En el auto, el pequeño iba pegado a la ventanilla, mirando los árboles pasar. Alex lo observaba por el retrovisor, sentía orgullo y miedo: orgullo porque su hijo quería intentarlo otra vez, y miedo porque sabía lo crueles que podían ser los niños.

Llegaron temprano. Se tomaron de la mano y entraron.

—Espérame aquí un segundo —le dijo, señalando un banco—. Voy a hablar con el director.

Golpeó la puerta. El director lo recibió con respeto, poniendose de pie para recibirlo.

—Señor Campbell, bienvenido. Quiero decirle, con la mayor honestidad, que su hijo estará bien aquí—le aseguró—. Estará en las mejores manos.

Alexander asintió, agradecido.

—Hace poco perdió a su madre —explicó en voz baja—. Ha sido… complicado.

El director juntó las manos—. Lo lamento profundamente. Aquí haremos todo lo posible para que se sienta en casa. Si quiere, puede acompañarlo hasta el aula y quedarse hasta la campana. Es el salón catorce.

Alex sonrió.

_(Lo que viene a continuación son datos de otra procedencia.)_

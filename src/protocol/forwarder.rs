//! Packet forwarder client.
//!
//! Sends received frames upstream as PUSH_DATA, keeps the downlink path open
//! with periodic PULL_DATA, reports gateway status, and turns PULL_RESP into
//! [`DownlinkFrame`]s for the radio. Network I/O is non-blocking and happens
//! outside any radio bus transaction.
//!
//! Uplinks whose PUSH_DATA could not be sent, or was never acknowledged, are
//! kept (a few of them, for a limited time) and sent again with a new token
//! on the next periodic cycle. They are never re-sent right away.

use super::acks::{AckMatch, AckTracker, TokenTimeout};
use super::frames::{GatewayStatus, PushPayload, RxPacket, TxAckPayload, TxPacket};
use super::packet::{self, GatewayEui, MessageKind, ProtocolError, Token, MAX_DATAGRAM_LEN};
use super::transport::Transport;
use crate::config::GatewayIdentity;
use crate::gateway::{bump, DownlinkFrame, GatewayHandle, TxOutcome, TxReport, UplinkFrame};
use log::{debug, info, warn};
use std::collections::VecDeque;
use std::time::Duration;

/// Uplinks kept for a later retry.
pub const MAX_RETAINED: usize = 4;

/// Datagrams handled per [`Forwarder::poll`].
const MAX_DATAGRAMS_PER_POLL: usize = 8;

/// Forwarder timing.
#[derive(Debug, Clone, PartialEq, Eq)]
pub struct ForwarderSettings {
    pub pull_interval: Duration,
    pub stat_interval: Duration,
    /// How long a request may wait for its acknowledgement.
    pub ack_timeout: Duration,
    /// How long after its first send an uplink may still be retried.
    pub retry_window: Duration,
    /// Honour the gateway management messages.
    pub management: bool,
}

impl Default for ForwarderSettings {
    fn default() -> Self {
        Self {
            pull_interval: Duration::from_secs(55),
            stat_interval: Duration::from_secs(120),
            ack_timeout: Duration::from_secs(5),
            retry_window: Duration::from_secs(30),
            management: false,
        }
    }
}

/// Backend request to manage the gateway.
#[derive(Debug, Clone, Copy, PartialEq, Eq)]
pub enum ManagementCommand {
    Reset,
    SetSpreadingFactor(u8),
    SetChannel(u8),
}

/// Something the backend sent that the gateway must act on.
#[derive(Debug, Clone, PartialEq)]
pub enum Inbound {
    Downlink(DownlinkFrame),
    Management(ManagementCommand),
}

#[derive(Debug, Clone)]
struct Retained {
    packet: RxPacket,
    first_sent_us: u64,
}

pub struct Forwarder<T: Transport> {
    transport: T,
    eui: GatewayEui,
    identity: GatewayIdentity,
    settings: ForwarderSettings,
    handle: GatewayHandle,
    acks: AckTracker,
    /// Uplinks of each unacknowledged PUSH_DATA.
    in_flight: Vec<(Token, Vec<Retained>)>,
    retry: VecDeque<Retained>,
    next_pull_us: u64,
    next_stat_us: u64,
    buf: Vec<u8>,
}

impl<T: Transport> Forwarder<T> {
    pub fn new(
        transport: T,
        eui: GatewayEui,
        identity: GatewayIdentity,
        settings: ForwarderSettings,
        handle: GatewayHandle,
    ) -> Self {
        Self {
            transport,
            eui,
            identity,
            acks: AckTracker::new(settings.ack_timeout),
            settings,
            handle,
            in_flight: Vec::new(),
            retry: VecDeque::with_capacity(MAX_RETAINED),
            next_pull_us: 0,
            next_stat_us: 0,
            buf: vec![0u8; MAX_DATAGRAM_LEN],
        }
    }

    pub fn eui(&self) -> GatewayEui {
        self.eui
    }

    pub fn transport(&self) -> &T {
        &self.transport
    }

    /// Open the downlink path: first PULL_DATA now, status report after one
    /// stat interval.
    pub fn start(&mut self, now_us: u64) {
        info!("Forwarding as gateway {}", self.eui);
        self.send_pull(now_us);
        self.next_pull_us = now_us + self.settings.pull_interval.as_micros() as u64;
        self.next_stat_us = now_us + self.settings.stat_interval.as_micros() as u64;
    }

    /// Send one received frame upstream.
    pub fn forward(&mut self, frame: UplinkFrame, now_us: u64) {
        let retained = Retained {
            packet: RxPacket::from_uplink(&frame),
            first_sent_us: now_us,
        };
        self.send_push(vec![retained], None, now_us);
    }

    /// Report the outcome of a downlink.
    pub fn report_tx(&mut self, report: TxReport) {
        let body = match TxAckPayload::new(report.outcome).to_bytes() {
            Ok(body) => body,
            Err(e) => {
                warn!("Could not encode TX_ACK: {}", e);
                return;
            }
        };
        let datagram = packet::encode(MessageKind::TxAck, Token(report.token), &self.eui, &body);
        match self.transport.send(&datagram) {
            Ok(()) => debug!("TX_ACK {:#06x}: {:?}", report.token, report.outcome),
            Err(e) => warn!("TX_ACK {:#06x} not sent: {}", report.token, e),
        }
    }

    /// Receive waiting datagrams, expire acknowledgements and run the
    /// periodic PULL_DATA / status cycle.
    pub fn poll(&mut self, now_us: u64) -> Vec<Inbound> {
        let mut inbound = Vec::new();
        for _ in 0..MAX_DATAGRAMS_PER_POLL {
            let len = match self.transport.try_recv(&mut self.buf) {
                Ok(Some(len)) => len,
                Ok(None) => break,
                Err(e) => {
                    warn!("Backend receive failed: {}", e);
                    break;
                }
            };
            let datagram = self.buf[..len].to_vec();
            if let Err(e) = self.handle_datagram(&datagram, now_us, &mut inbound) {
                warn!("Dropped datagram from backend: {}", e);
            }
        }

        let expired = self.acks.expire(now_us);
        for timeout in expired {
            self.on_timeout(timeout);
        }

        self.periodic(now_us);
        inbound
    }

    fn handle_datagram(
        &mut self,
        datagram: &[u8],
        now_us: u64,
        inbound: &mut Vec<Inbound>,
    ) -> Result<(), ProtocolError> {
        let datagram = packet::decode(datagram)?;
        match datagram.kind {
            MessageKind::PushAck | MessageKind::PullAck => {
                self.on_ack(datagram.kind, datagram.token, now_us)
            }
            MessageKind::PullResp => {
                let stats = self.handle.statistics();
                let frame = TxPacket::from_pull_resp(datagram.body)
                    .and_then(|txpk| txpk.into_downlink(datagram.token.0, now_us));
                match frame {
                    Ok(frame) => {
                        debug!(
                            "PULL_RESP {}: {} bytes on {} Hz",
                            datagram.token,
                            frame.payload.len(),
                            frame.frequency_hz
                        );
                        inbound.push(Inbound::Downlink(frame));
                    }
                    Err(e) => {
                        stats.update(|c| {
                            bump(&mut c.downlinks_received);
                            bump(&mut c.downlinks_rejected);
                        });
                        self.report_tx(TxReport {
                            token: datagram.token.0,
                            outcome: TxOutcome::Malformed,
                        });
                        return Err(e);
                    }
                }
            }
            kind if kind.is_management() => {
                if !self.settings.management {
                    debug!("Ignoring {}: management disabled", kind);
                    return Ok(());
                }
                let arg = datagram.body.first().copied();
                let command = match (kind, arg) {
                    (MessageKind::MgtReset, _) => ManagementCommand::Reset,
                    (MessageKind::MgtSetSf, Some(sf)) => ManagementCommand::SetSpreadingFactor(sf),
                    (MessageKind::MgtSetFreq, Some(ch)) => ManagementCommand::SetChannel(ch),
                    _ => {
                        return Err(ProtocolError::InvalidField {
                            field: "management argument",
                            reason: format!("{} without argument", kind),
                        })
                    }
                };
                info!("Management request from backend: {:?}", command);
                inbound.push(Inbound::Management(command));
            }
            other => debug!("Ignoring unexpected {} from backend", other),
        }
        Ok(())
    }

    fn on_ack(&mut self, kind: MessageKind, token: Token, now_us: u64) {
        match self.acks.acknowledge(kind, token, now_us) {
            AckMatch::Acknowledged { request, .. } => {
                let stats = self.handle.statistics();
                match request {
                    MessageKind::PushData => {
                        stats.update(|c| bump(&mut c.push_acked));
                        self.in_flight.retain(|(t, _)| *t != token);
                    }
                    _ => stats.update(|c| bump(&mut c.pull_acked)),
                }
            }
            AckMatch::Unmatched => {
                debug!("{} {} matches no outstanding request", kind, token);
            }
        }
    }

    fn on_timeout(&mut self, timeout: TokenTimeout) {
        self.handle
            .statistics()
            .update(|c| bump(&mut c.token_timeouts));
        if timeout.kind != MessageKind::PushData {
            return;
        }
        if let Some(i) = self.in_flight.iter().position(|(t, _)| *t == timeout.token) {
            let (_, uplinks) = self.in_flight.remove(i);
            for uplink in uplinks {
                self.retain(uplink);
            }
        }
    }

    fn retain(&mut self, uplink: Retained) {
        if self.retry.len() >= MAX_RETAINED {
            if let Some(dropped) = self.retry.pop_front() {
                warn!(
                    "Retry queue full, discarding uplink from {}",
                    dropped.packet.time
                );
                self.handle
                    .statistics()
                    .update(|c| bump(&mut c.push_discarded));
            }
        }
        self.retry.push_back(uplink);
    }

    fn periodic(&mut self, now_us: u64) {
        let pull_due = now_us >= self.next_pull_us;
        let stat_due = now_us >= self.next_stat_us;
        if !pull_due && !stat_due {
            return;
        }
        if pull_due {
            self.send_pull(now_us);
            self.next_pull_us = now_us + self.settings.pull_interval.as_micros() as u64;
        }

        let window_us = self.settings.retry_window.as_micros() as u64;
        let mut retries = Vec::new();
        while let Some(uplink) = self.retry.pop_front() {
            if now_us.saturating_sub(uplink.first_sent_us) > window_us {
                warn!("Uplink from {} outside retry window, discarding", uplink.packet.time);
                self.handle
                    .statistics()
                    .update(|c| bump(&mut c.push_discarded));
            } else {
                retries.push(uplink);
            }
        }
        if !retries.is_empty() {
            let count = retries.len() as u64;
            self.handle
                .statistics()
                .update(|c| c.push_retries = c.push_retries.saturating_add(count));
            info!("Retrying {} uplink(s)", count);
        }

        let stat = if stat_due {
            self.next_stat_us = now_us + self.settings.stat_interval.as_micros() as u64;
            Some(GatewayStatus::new(
                &self.handle.statistics().counters(),
                &self.identity,
                chrono::Utc::now(),
            ))
        } else {
            None
        };

        if !retries.is_empty() || stat.is_some() {
            self.send_push(retries, stat, now_us);
        }
    }

    fn send_pull(&mut self, now_us: u64) {
        let token = Token::random();
        let datagram = packet::encode(MessageKind::PullData, token, &self.eui, &[]);
        match self.transport.send(&datagram) {
            Ok(()) => {
                debug!("PULL_DATA {}", token);
                self.handle.statistics().update(|c| bump(&mut c.pull_sent));
                self.register(MessageKind::PullData, token, now_us);
            }
            Err(e) => warn!("PULL_DATA not sent: {}", e),
        }
    }

    fn send_push(&mut self, uplinks: Vec<Retained>, stat: Option<GatewayStatus>, now_us: u64) {
        let payload = PushPayload {
            rxpk: uplinks.iter().map(|u| u.packet.clone()).collect(),
            stat,
        };
        let body = match payload.to_bytes() {
            Ok(body) => body,
            Err(e) => {
                warn!("Could not encode PUSH_DATA: {}", e);
                return;
            }
        };
        let token = Token::random();
        let datagram = packet::encode(MessageKind::PushData, token, &self.eui, &body);
        match self.transport.send(&datagram) {
            Ok(()) => {
                debug!(
                    "PUSH_DATA {}: {} rxpk{}",
                    token,
                    uplinks.len(),
                    if payload.stat.is_some() { " + stat" } else { "" }
                );
                self.handle.statistics().update(|c| bump(&mut c.push_sent));
                self.register(MessageKind::PushData, token, now_us);
                if !uplinks.is_empty() {
                    self.in_flight.push((token, uplinks));
                }
            }
            Err(e) => {
                warn!("PUSH_DATA not sent: {}", e);
                for uplink in uplinks {
                    self.retain(uplink);
                }
            }
        }
    }

    fn register(&mut self, kind: MessageKind, token: Token, now_us: u64) {
        if let Some(evicted) = self.acks.register(kind, token, now_us) {
            self.on_timeout(evicted);
        }
    }
}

Un alivio extraño le recorrió el pecho, como si después de meses, estuviera tomando una decisión correcta.

—Me encantaría.

Tomó de nuevo la mano de Austin y caminaron por los pasillos amplios mientras veían las paredes repletas de dibujos de todos los colores y formas.

Al llegar al aula 14, la profesora estaba en la puerta: una mujer joven, de pelo negro recogido en una trenza.

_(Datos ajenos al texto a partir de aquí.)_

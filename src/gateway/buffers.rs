//! Uplink and downlink frames and the single-slot holders that carry them
//! between the radio and the forwarder.
//!
//! The radio is half-duplex with one antenna, so there is never more than
//! one frame in flight in each direction. Frames move by value: the state
//! machine puts a received frame into the uplink slot and the forwarder
//! takes it out.

use crate::lora::{Bandwidth, CodingRate, Payload, SpreadingFactor};

/// A packet received from a node.
#[derive(Debug, Clone, PartialEq)]
pub struct UplinkFrame {
    pub payload: Payload,
    /// Radio clock (µs) at RX-done.
    pub received_at_us: u64,
    /// Wall clock (ms since the Unix epoch) at RX-done.
    pub received_unix_ms: i64,
    /// Packet RSSI in dBm, corrected for the chip variant.
    pub rssi_dbm: i16,
    pub snr_db: f32,
    pub spreading_factor: SpreadingFactor,
    pub bandwidth: Bandwidth,
    pub coding_rate: CodingRate,
    pub frequency_hz: u32,
    pub channel_index: u8,
}

impl UplinkFrame {
    pub fn len(&self) -> usize {
        self.payload.len()
    }

    pub fn is_empty(&self) -> bool {
        self.payload.is_empty()
    }

    /// LoRaWAN DevAddr bytes (FHDR after the MHDR byte), zeros for frames
    /// too short to carry one.
    pub fn node_address(&self) -> [u8; 4] {
        let mut addr = [0u8; 4];
        if self.payload.len() >= 5 {
            // DevAddr is little-endian on air
            for (i, b) in self.payload[1..5].iter().rev().enumerate() {
                addr[i] = *b;
            }
        }
        addr
    }
}

/// A packet the backend asked the gateway to transmit.
#[derive(Debug, Clone, PartialEq)]
pub struct DownlinkFrame {
    pub payload: Payload,
    /// Radio clock (µs) at which transmission must start. Ignored when
    /// `immediate` is set.
    pub target_us: u64,
    pub immediate: bool,
    pub spreading_factor: SpreadingFactor,
    pub bandwidth: Bandwidth,
    pub coding_rate: CodingRate,
    pub frequency_hz: u32,
    pub tx_power_dbm: i8,
    pub invert_iq: bool,
    pub preamble: u16,
    pub crc: bool,
    /// Token of the PULL_RESP that carried the frame, echoed in TX_ACK.
    pub token: u16,
}

/// Result of a downlink request, reported to the backend in TX_ACK.
#[derive(Debug, Clone, Copy, PartialEq, Eq)]
pub enum TxOutcome {
    /// Transmitted.
    Sent,
    /// Target time already passed.
    TooLate,
    /// Target time too far ahead to hold the frame.
    TooEarly,
    /// Another downlink is already pending.
    Collision,
    /// Frequency outside the plan.
    UnsupportedFrequency,
    /// The radio did not complete the transmission.
    Failed,
    /// The PULL_RESP could not be turned into a frame.
    Malformed,
}

/// Outcome of one downlink, matched to its PULL_RESP by token.
#[derive(Debug, Clone, Copy, PartialEq, Eq)]
pub struct TxReport {
    pub token: u16,
    pub outcome: TxOutcome,
}

/// Holds at most one frame.
#[derive(Debug)]
pub struct FrameSlot<T> {
    frame: Option<T>,
}

impl<T> FrameSlot<T> {
    pub const fn new() -> Self {
        Self { frame: None }
    }

    /// Store `frame`, returning the unconsumed frame it displaced.
    pub fn put(&mut self, frame: T) -> Option<T> {
        self.frame.replace(frame)
    }

    pub fn take(&mut self) -> Option<T> {
        self.frame.take()
    }

    pub fn peek(&self) -> Option<&T> {
        self.frame.as_ref()
    }

    pub fn is_occupied(&self) -> bool {
        self.frame.is_some()
    }
}

impl<T> Default for FrameSlot<T> {
    fn default() -> Self {
        Self::new()
    }
}

#[cfg(test)]
mod tests {
    use super::*;
    use lora_1ch_gateway_macros::esp32_test;

    fn uplink(payload: &[u8]) -> UplinkFrame {
        UplinkFrame {
            payload: Payload::from_slice(payload).unwrap(),
            received_at_us: 0,
            received_unix_ms: 0,
            rssi_dbm: -80,
            snr_db: 7.5,
            spreading_factor: SpreadingFactor::Sf7,
            bandwidth: Bandwidth::Khz125,
            coding_rate: CodingRate::Cr4_5,
            frequency_hz: 868_100_000,
            channel_index: 0,
        }
    }

    #[esp32_test]
    fn test_slot_put_returns_displaced() {
        let mut slot = FrameSlot::new();
        assert!(slot.put(uplink(&[1])).is_none());
        let displaced = slot.put(uplink(&[2])).unwrap();
        assert_eq!(displaced.payload.as_slice(), &[1]);
        assert_eq!(slot.take().unwrap().payload.as_slice(), &[2]);
        assert!(!slot.is_occupied());
        assert!(slot.take().is_none());
    }

    #[esp32_test]
    fn test_node_address_from_devaddr() {
        // MHDR 0x40 (unconfirmed up), DevAddr 0x26011BDA little-endian
        let frame = uplink(&[0x40, 0xDA, 0x1B, 0x01, 0x26, 0x00]);
        assert_eq!(frame.node_address(), [0x26, 0x01, 0x1B, 0xDA]);
        assert_eq!(uplink(&[0x40, 0x01]).node_address(), [0; 4]);
    }
}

Ella los saludó con una amabilidad y calidez que sorprendió a Alex. En el colegio anterior, las educadoras tenían siempre una expresión de hastío.

—Buenos días —saludó—. Tú debes ser Austin—se agachó a su altura y le acarició la cabeza con una ternura que ninguno esperaba.

Austin se quedó quieto, sin retroceder, pero tampoco se inclinó hacia la caricia. Estaba acostumbrado a que solo su papá, su abuela y Luke lo tocaran con cariño; cualquier otra mano le parecía extraña, casi peligrosa.

La profesora tomó su mano con naturalidad—. Ven, vamos a presentarte.

En ese momento sonó la campana, y Alexander se quedó en el umbral, observando.

La maestra pidió silencio con una palmada suave.

—Chicos, tenemos un compañero nuevo, se llama Austin Campbell. ¡Un aplauso para darle la bienvenida!

Los niños aplaudieron. Unos gritaron “¡Hola, Austin!”.

El pequeño giró la cabeza hacia su padre. Tenía las mejillas encendidas, sus ojitos abiertos y la boca apretada.

Se encontraba abrumado, y Alexander supo que su hijo intentaba ser valiente, y él quiso llorar, quiso derrumbarse en ese lugar. No era justo que su hijo hubiera creado una armadura, una coraza que le impidiera sonreír ¡Maldición!, no era justo.

Sin querer demostrar su dolor, le guiñó un ojo y levantó el pulgar.

Austin tragó saliva y asintió.

Alexander iba a irse cuando de pronto lo chocaron por el costado con fuerza. Perdió el equilibrio un segundo y se agarró del marco de la puerta.

—¡Ay, perdón! —exclamó una voz femenina, apurada, sin detenerse a mirarlo.

Pasó casi corriendo, sujetando la mano de una niña de cabello castaño y mochila rosa.

Alexander frunció el ceño, acomodándose la chaqueta, y refunfuñando se marchó por el pasillo.

Al mismo tiempo, la misma mujer llegó a duras penas al salón de su sobrina. Ambas respiraban agitadas.

—Dios mío, Charlotte, por venir tarde, casi botamos a ese pobre hombre—se llevó una mano al pecho.